The Noir File: ‘The Third Man’ ranks as one of Britain’s best

By Michael Wilmington and Film Noir Blonde

The Noir File is FNB’s weekly guide to classic film noir and neo noir on cable TV. All the movies below are from the current schedule of Turner Classic Movies (TCM), which broadcasts them uncut and uninterrupted. The times are Eastern Standard and (Pacific Standard).

PICK OF THE WEEK

The Third Man” (1949, Carol Reed) Saturday, Oct. 13, at 8 p.m. (5 p.m.)

“The Third Man” is a noir masterpiece with a perfect cast and Oscar-winning cinematography.

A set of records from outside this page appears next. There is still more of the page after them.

//! schist-core: the data model of the schist Scheme interpreter
//!
//! Everything passive lives here: tagged runtime values, the three-type
//! numeric tower, interned symbols, lexical environments, evaluator frames
//! (the data a continuation snapshots), ports, printing, and the error type.
//! The evaluator itself and the builtin procedures live in `schist-vm`; the
//! reader lives in `schist-reader`.
//!
//! # Modules
//!
//! - `value`: the `Value` sum and identity/equality
//! - `number`: Integer/Rational/Real with promotion
//! - `symbol`: interning and `gensym` tags
//! - `env`: scope chains with define/replace/lookup
//! - `frame`: explicit-stack frames and the trace toggle
//! - `port`: character-in / bytes-out ports
//! - `print`: `write` and `display` renderings
//! - `error`: `SchemeError`

pub mod env;
pub mod error;
pub mod frame;
pub mod number;
pub mod port;
pub mod print;
pub mod symbol;
pub mod value;

pub use env::Env;
pub use error::{Result, SchemeError};
pub use frame::{Frame, LetKind, Op, toggle_trace, trace_enabled};
pub use number::Number;
pub use port::Port;
pub use print::{display_str, write_str};
pub use symbol::Symbol;
pub use value::{
    Builtin, Closure, Continuation, NativeFn, Pair, Procedure, Promise, SchemeString,
    SchemeVector, Value, improper_to_vec, is_proper_list, list_from_vec, list_to_vec,
    literal_list,
};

Graham Greene and Carol Reed’s “The Third Man” is one of the all-time film noir masterpieces. Greene’s script – about political corruption in post-World War II Vienna, a naïve American novelist named Holly Martins (Joseph Cotten) and his search for the mysterious “third man” who may have witnessed the murder of his best friend, suave Harry Lime (Orson Welles) – is one of the best film scenarios ever written. Reed never directed better, had better material or tilted the camera more often.

“The Third Man” also has one of the all-time perfect casts: Cotten, Welles (especially in his memorable “cuckoo clock” speech, which he wrote), Trevor Howard (as the cynical police detective), Alida Valli (as Lime’s distressed ladylove), and Jack Hawkins and Bernard Lee (as tough cops). Oscar-winner Robert Krasker does a nonpareil job of film noir cinematography – especially in the film’s climactic chase through the shadowy Vienna sewers. And nobody plays a zither like composer/performer Anton Karas.

Sunday, Oct. 14

6:30 a.m. (3:30 a.m.): “Deadline at Dawn” (1945, Harold Clurman). Bill Williams is a sailor on leave who has just one New York City night to prove his innocence of murder. Susan Hayward and Paul Lukas are the shrewd dancer and philosophical cabbie trying to help him. Clifford Odets’ script is from a Cornell Woolrich novel; directed by Group Theater guru Harold Clurman (his only movie).

8 a.m. (5 a.m.): “Crime in the Streets” (1956, Don Siegel). This streetwise drama of New York juvenile delinquents (John Cassavetes, Sal Mineo and Mark Rydell) and a frustrated social worker (James Whitmore) is an above-average example of the ’50s youth crime cycle that also included “Rebel Without a Cause” and “The Blackboard Jungle.” Reginald Rose (“12 Angry Men”) wrote the script based on his TV play. Punchy direction by Siegel and a lead performance of feral intensity by Cassavetes.

1:30 a.m. (10:30 p.m.): “The Unknown” (1927, Tod Browning). One of Lon Chaney’s most sinister roles: as a traveling carnival’s no-armed wonder (really an escaped con). With the young Joan Crawford.

2:30 a.m. (11:30 p.m.): “The Testament of Dr. Mabuse” (1933, Fritz Lang). Fritz Lang and writer Thea von Harbou (Lang’s wife) bring back their famous silent-movie crime czar, Mabuse (Rudolf Klein-Rogge). This time, he’s a seeming lunatic, running his empire from an insane asylum. According to some, it’s an analogue of the Nazis’ rise to power.

Monday, Oct. 15

11:30 p.m. (8:30 p.m.): “Bad Day at Black Rock” (1955, John Sturges).

Tuesday, Oct. 16

8 p.m. (5 p.m.): “Eyes in the Night” (1942, Fred Zinnemann). A good B-movie mystery with Edward Arnold as blind detective Duncan Maclain, co-starring Donna Reed, Ann Harding and Stephen McNally.

3:30 a.m. (12:30 a.m.) “Wait Until Dark” (1967, Terence Young).